Would you please print the data a second time, exactly as it stands?

> **Data shown**
────────

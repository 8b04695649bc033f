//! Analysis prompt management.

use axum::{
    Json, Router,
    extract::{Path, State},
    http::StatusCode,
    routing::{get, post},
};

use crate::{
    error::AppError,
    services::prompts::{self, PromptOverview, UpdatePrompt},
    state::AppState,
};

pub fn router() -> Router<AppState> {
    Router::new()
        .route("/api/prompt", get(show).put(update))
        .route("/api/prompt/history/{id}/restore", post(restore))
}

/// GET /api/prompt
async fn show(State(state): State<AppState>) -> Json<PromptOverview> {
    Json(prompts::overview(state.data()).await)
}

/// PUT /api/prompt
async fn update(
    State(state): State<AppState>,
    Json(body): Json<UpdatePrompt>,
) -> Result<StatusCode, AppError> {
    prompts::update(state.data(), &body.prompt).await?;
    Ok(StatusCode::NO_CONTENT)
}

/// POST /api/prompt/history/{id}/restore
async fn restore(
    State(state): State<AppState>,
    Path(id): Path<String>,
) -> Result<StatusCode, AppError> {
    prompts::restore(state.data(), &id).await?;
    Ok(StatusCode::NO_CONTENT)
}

────────

> **Result of the exercise**
repository 8b04695649bc033f
//! Analysis prompt management.

use axum::{
    Json, Router,
    extract::{Path, State},
    http::StatusCode,
    routing::{get, post},
};

use crate::{
    error::AppError,
    services::prompts::{self, PromptOverview, UpdatePrompt},
    state::AppState,
};

pub fn router() -> Router<AppState> {
    Router::new()
        .route("/api/prompt", get(show).put(update))
        .route("/api/prompt/history/{id}/restore", post(restore))
}

/// GET /api/prompt
async fn show(State(state): State<AppState>) -> Json<PromptOverview> {
    Json(prompts::overview(state.data()).await)
}

/// PUT /api/prompt
async fn update(
    State(state): State<AppState>,
    Json(body): Json<UpdatePrompt>,
) -> Result<StatusCode, AppError> {
    prompts::update(state.data(), &body.prompt).await?;
    Ok(StatusCode::NO_CONTENT)
}

/// POST /api/prompt/history/{id}/restore
async fn restore(
    State(state): State<AppState>,
    Path(id): Path<String>,
) -> Result<StatusCode, AppError> {
    prompts::restore(state.data(), &id).await?;
    Ok(StatusCode::NO_CONTENT)
}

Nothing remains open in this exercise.